Source data
- - - -

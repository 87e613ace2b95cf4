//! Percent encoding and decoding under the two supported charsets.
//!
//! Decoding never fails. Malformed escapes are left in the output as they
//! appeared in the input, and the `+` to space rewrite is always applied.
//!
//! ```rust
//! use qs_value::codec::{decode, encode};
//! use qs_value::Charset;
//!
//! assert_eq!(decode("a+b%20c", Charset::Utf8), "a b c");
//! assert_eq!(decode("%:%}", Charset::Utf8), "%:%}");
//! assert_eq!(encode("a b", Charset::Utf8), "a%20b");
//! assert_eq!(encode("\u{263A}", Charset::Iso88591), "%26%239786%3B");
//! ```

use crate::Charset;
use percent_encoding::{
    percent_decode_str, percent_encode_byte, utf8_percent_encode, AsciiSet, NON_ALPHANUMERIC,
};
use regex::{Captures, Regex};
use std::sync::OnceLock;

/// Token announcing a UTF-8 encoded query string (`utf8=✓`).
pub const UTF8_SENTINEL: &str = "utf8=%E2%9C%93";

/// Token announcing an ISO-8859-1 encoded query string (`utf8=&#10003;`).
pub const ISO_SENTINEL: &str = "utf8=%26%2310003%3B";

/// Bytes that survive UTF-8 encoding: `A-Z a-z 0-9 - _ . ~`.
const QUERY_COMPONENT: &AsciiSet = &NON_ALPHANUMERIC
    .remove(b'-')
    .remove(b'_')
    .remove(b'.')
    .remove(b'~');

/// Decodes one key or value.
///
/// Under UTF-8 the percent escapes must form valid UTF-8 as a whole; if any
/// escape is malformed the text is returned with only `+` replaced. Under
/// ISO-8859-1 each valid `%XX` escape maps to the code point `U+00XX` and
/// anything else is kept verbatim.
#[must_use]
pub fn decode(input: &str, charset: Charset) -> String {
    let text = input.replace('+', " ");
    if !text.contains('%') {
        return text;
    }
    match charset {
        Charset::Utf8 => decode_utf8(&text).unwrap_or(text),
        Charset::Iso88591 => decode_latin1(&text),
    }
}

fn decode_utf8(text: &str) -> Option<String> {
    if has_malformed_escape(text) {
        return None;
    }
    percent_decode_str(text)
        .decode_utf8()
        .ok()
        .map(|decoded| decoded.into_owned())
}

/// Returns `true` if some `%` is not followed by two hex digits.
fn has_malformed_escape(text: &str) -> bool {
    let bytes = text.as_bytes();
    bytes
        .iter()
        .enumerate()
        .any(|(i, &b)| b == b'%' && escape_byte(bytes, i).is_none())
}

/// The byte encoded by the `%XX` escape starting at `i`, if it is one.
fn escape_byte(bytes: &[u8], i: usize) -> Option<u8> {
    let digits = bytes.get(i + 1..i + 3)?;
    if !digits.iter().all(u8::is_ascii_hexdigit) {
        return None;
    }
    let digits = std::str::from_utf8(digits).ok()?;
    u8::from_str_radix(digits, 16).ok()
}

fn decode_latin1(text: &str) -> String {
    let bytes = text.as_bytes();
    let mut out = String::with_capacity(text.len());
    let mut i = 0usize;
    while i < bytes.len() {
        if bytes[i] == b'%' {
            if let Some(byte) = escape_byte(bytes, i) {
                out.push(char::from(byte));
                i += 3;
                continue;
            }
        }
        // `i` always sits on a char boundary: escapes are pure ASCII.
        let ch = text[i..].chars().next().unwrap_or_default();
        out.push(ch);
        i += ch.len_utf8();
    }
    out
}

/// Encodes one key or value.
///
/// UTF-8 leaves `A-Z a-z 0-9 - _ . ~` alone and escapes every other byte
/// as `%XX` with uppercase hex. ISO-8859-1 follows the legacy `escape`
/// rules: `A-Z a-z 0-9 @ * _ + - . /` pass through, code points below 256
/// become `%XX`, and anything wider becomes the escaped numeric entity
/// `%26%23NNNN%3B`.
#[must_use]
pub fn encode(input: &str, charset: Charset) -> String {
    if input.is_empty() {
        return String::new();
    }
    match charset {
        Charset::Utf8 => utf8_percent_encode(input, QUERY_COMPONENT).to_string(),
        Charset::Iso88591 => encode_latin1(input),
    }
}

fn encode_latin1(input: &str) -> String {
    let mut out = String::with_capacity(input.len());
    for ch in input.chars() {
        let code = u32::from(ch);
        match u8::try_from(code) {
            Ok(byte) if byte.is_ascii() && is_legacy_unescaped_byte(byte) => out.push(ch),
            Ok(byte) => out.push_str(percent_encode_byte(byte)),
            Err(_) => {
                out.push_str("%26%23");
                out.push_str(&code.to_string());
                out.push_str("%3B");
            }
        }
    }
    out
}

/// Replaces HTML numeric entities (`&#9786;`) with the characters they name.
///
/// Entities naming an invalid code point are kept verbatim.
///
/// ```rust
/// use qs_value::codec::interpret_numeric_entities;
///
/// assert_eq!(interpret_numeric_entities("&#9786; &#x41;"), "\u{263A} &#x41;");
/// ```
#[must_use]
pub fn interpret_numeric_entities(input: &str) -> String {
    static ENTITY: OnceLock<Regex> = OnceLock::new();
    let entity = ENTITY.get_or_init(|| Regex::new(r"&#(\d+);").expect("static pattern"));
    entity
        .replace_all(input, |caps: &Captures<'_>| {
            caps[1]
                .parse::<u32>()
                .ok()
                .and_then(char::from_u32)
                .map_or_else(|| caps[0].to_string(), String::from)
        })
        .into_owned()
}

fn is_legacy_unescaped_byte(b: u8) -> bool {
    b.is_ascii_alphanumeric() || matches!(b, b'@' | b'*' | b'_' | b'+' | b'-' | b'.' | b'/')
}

- - - -

■ Assignment: Only lines that contain "codec" are needed, so copy each of them from the data.

■ Answer section:
//! use qs_value::codec::{decode, encode};
/// use qs_value::codec::interpret_numeric_entities;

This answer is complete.